### Saved data entries
------------
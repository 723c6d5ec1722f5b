//! Property-based tests for provenance folding

use chrono::{DateTime, Days, NaiveDate};
use proptest::prelude::*;
use yarameta_core::{Candidate, CandidateIndex, ProvenanceCollector};
use yarameta_fs::NormalizedPath;
use yarameta_git::CommitInfo;

fn commit(n: usize, offset_days: u64) -> CommitInfo {
    let day = NaiveDate::from_ymd_opt(2020, 1, 1)
        .unwrap()
        .checked_add_days(Days::new(offset_days))
        .unwrap();
    let authored_at =
        DateTime::parse_from_rfc3339(&format!("{day}T12:00:00+00:00")).unwrap();
    CommitInfo::new(format!("{n:040x}"), authored_at, [NormalizedPath::new("r/a.yara")])
}

proptest! {
    #[test]
    fn created_never_after_modified(days in proptest::collection::vec(0u64..2000, 1..30)) {
        let index = CandidateIndex::from_candidates([Candidate::new("r/a.yara", "r/a.yara")]);
        let mut collector = ProvenanceCollector::new(&index, &[]);
        for (n, offset) in days.iter().enumerate() {
            collector.observe(&commit(n, *offset));
        }

        let records = collector.finish();
        let record = &records[&NormalizedPath::new("r/a.yara")];
        prop_assert!(record.created_on <= record.last_modified);

        let min = days.iter().min().copied().unwrap_or_default();
        let max = days.iter().max().copied().unwrap_or_default();
        prop_assert_eq!((record.last_modified - record.created_on).num_days() as u64, max - min);
    }

    #[test]
    fn order_does_not_change_dates(mut days in proptest::collection::vec(0u64..2000, 1..20)) {
        let index = CandidateIndex::from_candidates([Candidate::new("r/a.yara", "r/a.yara")]);
        let fold = |days: &[u64]| {
            let mut collector = ProvenanceCollector::new(&index, &[]);
            for (n, offset) in days.iter().enumerate() {
                collector.observe(&commit(n, *offset));
            }
            let record = collector.finish().remove(&NormalizedPath::new("r/a.yara")).unwrap();
            (record.created_on, record.last_modified)
        };

        let forward = fold(&days);
        days.reverse();
        prop_assert_eq!(fold(&days), forward);
    }
}
//! Rule-level change detection for local runs

use yarameta_rules::{Rule, lexer};

/// Whether `current` is `previous` up to the value of `modified_tag`.
///
/// Both rules are rendered with that value blanked and compared token by
/// token. Layout is not part of the comparison: re-indenting a rule or
/// editing its comments leaves it unchanged. Any other difference (logic,
/// strings, other metadata) counts as a change.
pub fn rule_unchanged(current: &Rule, previous: &Rule, modified_tag: &str) -> bool {
    let current = current.masked_text(modified_tag);
    let previous = previous.masked_text(modified_tag);
    match (tokens(&current), tokens(&previous)) {
        (Some(a), Some(b)) => a == b,
        _ => current == previous,
    }
}

fn tokens(text: &str) -> Option<Vec<&str>> {
    lexer::tokenize(text)
        .ok()
        .map(|tokens| tokens.iter().map(|t| t.text(text)).collect())
}

#[cfg(test)]
mod tests {
    use super::*;
    use yarameta_rules::RuleFile;
    use yarameta_test_utils::rules::{rule, rule_with_condition};

    fn parse(text: String) -> Rule {
        RuleFile::parse(text).unwrap().rules()[0].clone()
    }

    #[test]
    fn test_only_modified_value_differs() {
        let current = parse(rule("r", &[("last_modified", "2024-05-05")]));
        let previous = parse(rule("r", &[("last_modified", "2023-01-01")]));
        assert!(rule_unchanged(&current, &previous, "last_modified"));
    }

    #[test]
    fn test_condition_change_is_detected() {
        let current = parse(rule_with_condition("r", &[("last_modified", "2024-05-05")], "$a and filesize < 1KB"));
        let previous = parse(rule("r", &[("last_modified", "2024-05-05")]));
        assert!(!rule_unchanged(&current, &previous, "last_modified"));
    }

    #[test]
    fn test_other_meta_change_is_detected() {
        let current = parse(rule("r", &[("author", "a"), ("last_modified", "2024-05-05")]));
        let previous = parse(rule("r", &[("author", "b"), ("last_modified", "2024-05-05")]));
        assert!(!rule_unchanged(&current, &previous, "last_modified"));
    }

    #[test]
    fn test_layout_and_comments_are_ignored() {
        let previous = parse(rule("r", &[("last_modified", "2024-05-05")]));
        let reflowed = previous
            .original_text()
            .replace("\n    ", "\n\t\t")
            .replace("condition:", "// reviewed\n  condition: /* ok */");
        let current = parse(reflowed);
        assert!(rule_unchanged(&current, &previous, "last_modified"));
    }

    #[test]
    fn test_whitespace_inside_strings_is_a_change() {
        let current = parse(rule("r", &[("author", "a  b")]));
        let previous = parse(rule("r", &[("author", "a b")]));
        assert!(!rule_unchanged(&current, &previous, "last_modified"));
    }

    #[test]
    fn test_mask_uses_the_configured_tag() {
        let current = parse(rule("r", &[("modified", "2024-05-05")]));
        let previous = parse(rule("r", &[("modified", "2023-01-01")]));
        assert!(!rule_unchanged(&current, &previous, "last_modified"));
        assert!(rule_unchanged(&current, &previous, "modified"));
    }
}
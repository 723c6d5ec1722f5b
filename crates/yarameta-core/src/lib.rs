//! Provenance reconciliation for yara-metadata
//!
//! This crate sits above the Layer 0 crates and below the CLI:
//!
//! ```text
//!                  yarameta-cli
//!                        |
//!                  yarameta-core
//!                        |
//!        +---------------+---------------+
//!        |               |               |
//!  yarameta-fs     yarameta-git    yarameta-rules
//! ```
//!
//! - **Candidates**: the set of rule files a run may touch, indexed by
//!   basename and repository path
//! - **Provenance**: created-on / last-modified dates folded out of the
//!   commit history
//! - **Metadata writer**: create-or-update of the provenance entries on a rule
//! - **Reconciler**: the three run modes, parse-failure reporting and
//!   file persistence

pub mod candidate;
pub mod compare;
pub mod config;
pub mod error;
pub mod mode;
pub mod provenance;
pub mod reconciler;
pub mod report;
pub mod writer;

pub use candidate::{Candidate, CandidateIndex, RULE_EXTENSIONS};
pub use compare::rule_unchanged;
pub use config::{Settings, SettingsOverrides};
pub use error::{Error, Result};
pub use mode::Mode;
pub use provenance::{ProvenanceCollector, ProvenanceRecord};
pub use reconciler::{ReconcileOptions, Reconciler};
pub use report::{FileUpdate, ParseFailure, RuleUpdate, RunReport};
pub use writer::{ChangeKind, MetaChange, MetadataWriter, Stamp, COMMIT_HASH_KEY};
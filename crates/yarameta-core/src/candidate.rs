//! Candidate rule files and how commit paths are matched against them

use std::collections::{BTreeMap, HashMap};
use std::path::{Path, PathBuf};

use tracing::{debug, warn};
use yarameta_fs::NormalizedPath;

use crate::Result;

/// Extensions recognized as rule files.
pub const RULE_EXTENSIONS: &[&str] = &["yara", "yar"];

/// A rule file a run is allowed to touch.
#[derive(Debug, Clone, PartialEq, Eq)]
pub struct Candidate {
    /// Where the file is read from and written to
    pub path: PathBuf,
    /// Path relative to the repository root, as git reports it
    pub repo_path: NormalizedPath,
}

impl Candidate {
    pub fn new(path: impl Into<PathBuf>, repo_path: impl Into<NormalizedPath>) -> Self {
        Self {
            path: path.into(),
            repo_path: repo_path.into(),
        }
    }

    pub fn basename(&self) -> &str {
        self.repo_path.file_name().unwrap_or_default()
    }
}

/// Lookup table from commit paths to candidates.
///
/// A commit path is matched by basename, so that a rule file keeps its
/// history across moves. When two candidates share a basename that match
/// would be ambiguous; those candidates are matched by exact repository
/// path instead.
#[derive(Debug, Clone, Default)]
pub struct CandidateIndex {
    candidates: Vec<Candidate>,
    by_basename: HashMap<String, usize>,
    by_path: HashMap<NormalizedPath, usize>,
    ambiguous: BTreeMap<String, Vec<NormalizedPath>>,
    skipped: Vec<PathBuf>,
}

impl CandidateIndex {
    /// Index the rule files among `files`, which live in the repository at
    /// `root`.
    ///
    /// Files without a rule extension are ignored. Files that do not exist
    /// are skipped and listed in [`CandidateIndex::skipped`].
    ///
    /// # Errors
    ///
    /// Returns an error if an existing file lies outside `root`.
    pub fn build(root: &Path, files: &[PathBuf]) -> Result<Self> {
        let mut candidates = Vec::new();
        let mut skipped = Vec::new();

        for file in files {
            if !NormalizedPath::new(file).has_extension(RULE_EXTENSIONS) {
                debug!(path = %file.display(), "Not a rule file, ignoring");
                continue;
            }
            if !file.is_file() {
                warn!(path = %file.display(), "Rule file does not exist, skipping");
                skipped.push(file.clone());
                continue;
            }
            let repo_path = NormalizedPath::relative_to(file, root)?;
            candidates.push(Candidate::new(file.clone(), repo_path));
        }

        let mut index = Self::from_candidates(candidates);
        index.skipped = skipped;
        Ok(index)
    }

    /// Index already-resolved candidates. Duplicate repository paths keep
    /// the first entry.
    pub fn from_candidates(candidates: impl IntoIterator<Item = Candidate>) -> Self {
        let mut index = Self::default();
        let mut groups: BTreeMap<String, Vec<usize>> = BTreeMap::new();

        for candidate in candidates {
            if index.by_path.contains_key(&candidate.repo_path) {
                continue;
            }
            let slot = index.candidates.len();
            index.by_path.insert(candidate.repo_path.clone(), slot);
            groups
                .entry(candidate.basename().to_string())
                .or_default()
                .push(slot);
            index.candidates.push(candidate);
        }

        for (basename, slots) in groups {
            if let [slot] = slots.as_slice() {
                index.by_basename.insert(basename, *slot);
            } else {
                let paths: Vec<_> = slots
                    .iter()
                    .map(|&s| index.candidates[s].repo_path.clone())
                    .collect();
                warn!(%basename, count = paths.len(), "Ambiguous rule file basename, matching by path");
                index.ambiguous.insert(basename, paths);
            }
        }

        index
    }

    /// The candidate a changed path in some commit refers to, if any.
    pub fn resolve(&self, changed: &NormalizedPath) -> Option<&Candidate> {
        if !changed.has_extension(RULE_EXTENSIONS) {
            return None;
        }
        let basename = changed.file_name()?;
        let slot = if self.ambiguous.contains_key(basename) {
            self.by_path.get(changed)
        } else {
            self.by_basename.get(basename)
        };
        slot.map(|&s| &self.candidates[s])
    }

    pub fn candidates(&self) -> &[Candidate] {
        &self.candidates
    }

    pub fn len(&self) -> usize {
        self.candidates.len()
    }

    pub fn is_empty(&self) -> bool {
        self.candidates.is_empty()
    }

    /// Basenames shared by more than one candidate, with their paths.
    pub fn ambiguous(&self) -> &BTreeMap<String, Vec<NormalizedPath>> {
        &self.ambiguous
    }

    /// Inputs that had a rule extension but did not exist.
    pub fn skipped(&self) -> &[PathBuf] {
        &self.skipped
    }

    /// Human-readable warnings about how candidates will be matched.
    pub fn warnings(&self) -> Vec<String> {
        let ambiguous = self.ambiguous.iter().map(|(basename, paths)| {
            let paths: Vec<_> = paths.iter().map(NormalizedPath::as_str).collect();
            format!(
                "basename `{basename}` is shared by {}; matching these files by full path",
                paths.join(", ")
            )
        });
        let skipped = self
            .skipped
            .iter()
            .map(|p| format!("{} does not exist; skipped", p.display()));
        ambiguous.chain(skipped).collect()
    }
}
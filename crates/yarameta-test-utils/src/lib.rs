//! Shared test utilities for the yara-metadata workspace.
//!
//! This crate provides standardised test fixtures to eliminate duplication
//! across crate test suites. It is a dev-dependency only, never published.
//!
//! # Modules
//!
//! - [`git`]: [`git::GitFixture`], a scratch repository with dated commits
//! - [`rules`]: builders for small YARA rule sources

pub mod git;
pub mod rules;
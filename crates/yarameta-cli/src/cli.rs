//! CLI argument parsing using clap derive

use std::path::PathBuf;

use clap::Parser;

/// Stamp creation and modification dates from git history into YARA rules
#[derive(Parser, Debug)]
#[command(name = "yara-metadata")]
#[command(author, version, about, long_about = None)]
pub struct Cli {
    /// Scan the full history reachable from HEAD
    #[arg(long)]
    pub initial: bool,

    /// Also store the hash of the commit that last modified each rule
    #[arg(long)]
    pub hash: bool,

    /// Commit to leave out of the history (full hash or 7+ character prefix)
    #[arg(long = "ignored-hashes", value_name = "HASH", value_delimiter = ',')]
    pub ignored_hashes: Vec<String>,

    /// Meta key for the creation date [default: created_on]
    #[arg(long, value_name = "KEY")]
    pub created_tag: Option<String>,

    /// Meta key for the last-modified date [default: last_modified]
    #[arg(long, value_name = "KEY")]
    pub modified_tag: Option<String>,

    /// Start of the branch range; with --branch-to, scans only from..to
    #[arg(long, value_name = "REV", env = "YARA_METADATA_BRANCH_FROM")]
    pub branch_from: Option<String>,

    /// End of the branch range
    #[arg(long, value_name = "REV", env = "YARA_METADATA_BRANCH_TO")]
    pub branch_to: Option<String>,

    /// Directory inside the repository
    #[arg(short = 'C', long = "repo", value_name = "DIR", default_value = ".")]
    pub repo: PathBuf,

    /// Settings file [default: <repo root>/.yara-metadata.toml if present]
    #[arg(long, value_name = "FILE")]
    pub config: Option<PathBuf>,

    /// Show what would change without writing
    #[arg(long)]
    pub dry_run: bool,

    /// Print the run report as JSON
    #[arg(long)]
    pub json: bool,

    /// Enable verbose output
    #[arg(short, long)]
    pub verbose: bool,

    /// Rule files to process; other files are ignored
    #[arg(value_name = "FILES")]
    pub files: Vec<PathBuf>,
}
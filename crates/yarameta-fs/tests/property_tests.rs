use proptest::prelude::*;
use yarameta_fs::NormalizedPath;

proptest! {
    #[test]
    fn test_normalized_never_contains_backslash(s in "\\PC*") {
        let path = NormalizedPath::new(&s);
        prop_assert!(!path.as_str().contains('\\'));
    }

    #[test]
    fn test_file_name_is_last_segment(dirs in proptest::collection::vec("[a-z]{1,8}", 0..4), name in "[a-z]{1,8}\\.yara") {
        let mut joined = dirs.join("/");
        if !joined.is_empty() {
            joined.push('/');
        }
        joined.push_str(&name);

        let path = NormalizedPath::new(&joined);
        prop_assert_eq!(path.file_name(), Some(name.as_str()));
        prop_assert_eq!(path.extension(), Some("yara"));
    }
}
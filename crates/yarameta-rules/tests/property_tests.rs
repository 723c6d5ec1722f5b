//! Property-based tests for rule rendering

use proptest::prelude::*;
use yarameta_rules::{MetaValue, RuleFile};
use yarameta_test_utils::rules::rule;

proptest! {
    #[test]
    fn string_values_survive_a_reparse(value in "[ -~\t\n]{0,40}") {
        let mut file = RuleFile::parse(rule("p", &[])).unwrap();
        file.rules_mut()[0].add_meta("note", value.as_str());

        let reparsed = RuleFile::parse(file.text_formatted()).unwrap();
        prop_assert_eq!(
            reparsed.rules()[0].get_meta("note").unwrap().value(),
            &MetaValue::from(value.as_str())
        );
    }

    #[test]
    fn masking_hides_any_date(a in "[0-9]{4}-[0-9]{2}-[0-9]{2}", b in "[0-9]{4}-[0-9]{2}-[0-9]{2}") {
        let left = RuleFile::parse(rule("p", &[("last_modified", a.as_str())])).unwrap();
        let right = RuleFile::parse(rule("p", &[("last_modified", b.as_str())])).unwrap();
        prop_assert_eq!(
            left.rules()[0].masked_text("last_modified"),
            right.rules()[0].masked_text("last_modified")
        );
    }

    #[test]
    fn unmodified_files_render_verbatim(names in proptest::collection::btree_set("[a-z][a-z0-9_]{0,8}", 1..5)) {
        let source: String = names.iter().map(|n| rule(n, &[("author", "x")])).collect::<Vec<_>>().join("\n// gap\n");
        let file = RuleFile::parse(source.clone()).unwrap();
        prop_assert_eq!(file.len(), names.len());
        prop_assert_eq!(file.text_formatted(), source);
    }
}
------------
### Your task
Return exactly the lines above from the line that has "candidates.push(Candidate::new(file.clone(), repo_path));" through the line that has "let slot = index.candidates.len();", inclusive, and nothing else.

### Response to the task
            candidates.push(Candidate::new(file.clone(), repo_path));
        }

        let mut index = Self::from_candidates(candidates);
        index.skipped = skipped;
        Ok(index)
    }

    /// Index already-resolved candidates. Duplicate repository paths keep
    /// the first entry.
    pub fn from_candidates(candidates: impl IntoIterator<Item = Candidate>) -> Self {
        let mut index = Self::default();
        let mut groups: BTreeMap<String, Vec<usize>> = BTreeMap::new();

        for candidate in candidates {
            if index.by_path.contains_key(&candidate.repo_path) {
                continue;
            }
            let slot = index.candidates.len();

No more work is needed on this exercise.